**Task to complete**
Among the entries below, tally each line containing "from"; respond with the total only.

Saved entries:
◇ ◇ ◇ ◇ ◇

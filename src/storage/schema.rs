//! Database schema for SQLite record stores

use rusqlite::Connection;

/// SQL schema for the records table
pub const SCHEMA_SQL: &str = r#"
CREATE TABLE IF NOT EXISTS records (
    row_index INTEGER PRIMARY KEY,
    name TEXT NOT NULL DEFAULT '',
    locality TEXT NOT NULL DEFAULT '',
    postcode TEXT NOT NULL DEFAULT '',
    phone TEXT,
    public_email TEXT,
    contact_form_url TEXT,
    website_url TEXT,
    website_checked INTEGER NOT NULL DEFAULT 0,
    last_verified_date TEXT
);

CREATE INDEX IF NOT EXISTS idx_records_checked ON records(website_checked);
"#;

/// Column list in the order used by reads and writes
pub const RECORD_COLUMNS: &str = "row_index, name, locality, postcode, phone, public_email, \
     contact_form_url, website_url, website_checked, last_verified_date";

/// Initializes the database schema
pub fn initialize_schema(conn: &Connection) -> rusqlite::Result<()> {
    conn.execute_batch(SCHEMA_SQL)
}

◇ ◇ ◇ ◇ ◇

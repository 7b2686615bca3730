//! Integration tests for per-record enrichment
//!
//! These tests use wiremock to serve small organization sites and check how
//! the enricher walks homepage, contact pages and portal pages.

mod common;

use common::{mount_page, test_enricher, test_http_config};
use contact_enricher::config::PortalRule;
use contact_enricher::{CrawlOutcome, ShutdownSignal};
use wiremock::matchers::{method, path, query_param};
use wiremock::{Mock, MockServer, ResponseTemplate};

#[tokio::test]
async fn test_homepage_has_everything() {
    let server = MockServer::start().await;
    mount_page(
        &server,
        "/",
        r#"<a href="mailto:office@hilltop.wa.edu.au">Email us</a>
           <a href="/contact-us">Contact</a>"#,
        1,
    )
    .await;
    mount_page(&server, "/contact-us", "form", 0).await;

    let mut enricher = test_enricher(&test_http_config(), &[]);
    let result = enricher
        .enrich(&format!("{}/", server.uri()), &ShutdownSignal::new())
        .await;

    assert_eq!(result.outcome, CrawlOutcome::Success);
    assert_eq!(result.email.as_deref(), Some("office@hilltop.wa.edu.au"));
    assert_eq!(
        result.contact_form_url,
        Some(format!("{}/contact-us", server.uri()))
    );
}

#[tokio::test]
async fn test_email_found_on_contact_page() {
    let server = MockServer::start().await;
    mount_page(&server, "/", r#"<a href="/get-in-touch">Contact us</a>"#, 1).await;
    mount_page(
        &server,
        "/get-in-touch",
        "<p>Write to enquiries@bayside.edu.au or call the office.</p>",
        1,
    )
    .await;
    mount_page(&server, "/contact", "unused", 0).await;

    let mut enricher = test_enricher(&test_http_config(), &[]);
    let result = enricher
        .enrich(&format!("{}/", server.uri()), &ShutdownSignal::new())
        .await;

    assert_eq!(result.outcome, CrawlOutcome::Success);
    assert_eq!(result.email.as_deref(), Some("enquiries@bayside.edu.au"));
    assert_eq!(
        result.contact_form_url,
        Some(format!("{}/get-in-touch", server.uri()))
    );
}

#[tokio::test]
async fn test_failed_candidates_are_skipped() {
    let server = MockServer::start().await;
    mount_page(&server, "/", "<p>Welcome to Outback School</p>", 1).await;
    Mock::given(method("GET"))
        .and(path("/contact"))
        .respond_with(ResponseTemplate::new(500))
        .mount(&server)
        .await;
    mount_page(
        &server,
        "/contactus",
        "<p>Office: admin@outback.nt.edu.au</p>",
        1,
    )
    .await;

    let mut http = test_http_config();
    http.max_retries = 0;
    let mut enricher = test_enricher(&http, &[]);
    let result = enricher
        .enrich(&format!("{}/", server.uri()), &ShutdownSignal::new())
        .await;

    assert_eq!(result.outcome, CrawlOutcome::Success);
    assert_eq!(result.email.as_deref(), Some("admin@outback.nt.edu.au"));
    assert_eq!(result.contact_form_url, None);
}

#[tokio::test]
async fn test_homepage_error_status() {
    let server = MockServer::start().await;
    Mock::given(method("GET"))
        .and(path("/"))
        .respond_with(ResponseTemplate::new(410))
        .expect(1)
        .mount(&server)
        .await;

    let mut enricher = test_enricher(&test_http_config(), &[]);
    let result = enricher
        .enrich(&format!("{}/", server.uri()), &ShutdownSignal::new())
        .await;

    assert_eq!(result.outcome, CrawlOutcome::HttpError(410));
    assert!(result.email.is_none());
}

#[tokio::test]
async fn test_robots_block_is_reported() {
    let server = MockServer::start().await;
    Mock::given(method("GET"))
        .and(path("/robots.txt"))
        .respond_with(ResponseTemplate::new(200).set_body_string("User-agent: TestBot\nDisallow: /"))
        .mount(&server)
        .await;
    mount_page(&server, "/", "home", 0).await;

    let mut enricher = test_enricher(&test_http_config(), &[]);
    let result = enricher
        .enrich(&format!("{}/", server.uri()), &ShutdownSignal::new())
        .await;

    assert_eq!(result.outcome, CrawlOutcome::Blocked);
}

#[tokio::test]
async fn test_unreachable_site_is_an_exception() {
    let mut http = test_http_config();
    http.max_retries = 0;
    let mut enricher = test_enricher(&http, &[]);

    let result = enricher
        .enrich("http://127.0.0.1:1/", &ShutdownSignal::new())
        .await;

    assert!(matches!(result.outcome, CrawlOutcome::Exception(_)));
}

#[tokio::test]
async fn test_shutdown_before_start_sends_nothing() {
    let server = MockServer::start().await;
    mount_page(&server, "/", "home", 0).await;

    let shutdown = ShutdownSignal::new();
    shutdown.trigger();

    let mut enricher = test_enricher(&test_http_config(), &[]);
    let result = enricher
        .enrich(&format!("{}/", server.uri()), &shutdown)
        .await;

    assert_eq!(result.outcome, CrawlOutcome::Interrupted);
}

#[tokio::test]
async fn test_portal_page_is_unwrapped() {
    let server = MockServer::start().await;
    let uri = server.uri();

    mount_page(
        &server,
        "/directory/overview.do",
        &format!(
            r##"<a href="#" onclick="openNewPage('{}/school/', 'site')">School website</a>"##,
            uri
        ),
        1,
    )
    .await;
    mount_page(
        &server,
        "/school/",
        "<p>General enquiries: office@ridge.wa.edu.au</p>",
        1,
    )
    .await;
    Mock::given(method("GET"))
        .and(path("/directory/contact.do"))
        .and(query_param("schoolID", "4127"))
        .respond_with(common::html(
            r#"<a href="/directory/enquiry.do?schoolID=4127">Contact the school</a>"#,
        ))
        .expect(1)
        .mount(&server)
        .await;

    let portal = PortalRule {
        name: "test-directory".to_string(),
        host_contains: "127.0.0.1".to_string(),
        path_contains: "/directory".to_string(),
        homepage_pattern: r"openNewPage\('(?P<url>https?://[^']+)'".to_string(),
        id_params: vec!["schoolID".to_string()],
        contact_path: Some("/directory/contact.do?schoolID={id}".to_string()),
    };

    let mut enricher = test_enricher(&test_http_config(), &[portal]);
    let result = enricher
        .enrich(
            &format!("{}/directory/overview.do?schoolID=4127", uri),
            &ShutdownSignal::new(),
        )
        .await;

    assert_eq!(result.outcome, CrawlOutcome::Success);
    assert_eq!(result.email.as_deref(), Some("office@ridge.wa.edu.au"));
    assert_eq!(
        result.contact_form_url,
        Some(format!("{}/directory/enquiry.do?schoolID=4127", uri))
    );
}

◇ ◇ ◇ ◇ ◇

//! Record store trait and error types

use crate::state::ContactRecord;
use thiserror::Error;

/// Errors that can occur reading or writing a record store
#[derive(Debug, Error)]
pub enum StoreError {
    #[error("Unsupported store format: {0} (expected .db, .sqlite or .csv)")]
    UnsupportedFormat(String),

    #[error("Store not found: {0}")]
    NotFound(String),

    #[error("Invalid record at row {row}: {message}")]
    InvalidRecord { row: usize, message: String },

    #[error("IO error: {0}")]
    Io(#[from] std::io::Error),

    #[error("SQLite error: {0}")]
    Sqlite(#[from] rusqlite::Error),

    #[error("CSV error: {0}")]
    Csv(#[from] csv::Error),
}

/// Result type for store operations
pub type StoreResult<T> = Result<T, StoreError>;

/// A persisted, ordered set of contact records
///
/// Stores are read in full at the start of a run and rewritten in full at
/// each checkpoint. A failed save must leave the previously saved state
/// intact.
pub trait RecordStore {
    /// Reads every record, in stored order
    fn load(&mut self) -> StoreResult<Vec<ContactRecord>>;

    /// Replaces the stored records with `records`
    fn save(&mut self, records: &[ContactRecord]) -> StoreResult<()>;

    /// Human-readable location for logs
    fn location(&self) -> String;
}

◇ ◇ ◇ ◇ ◇

**Exercise result**
3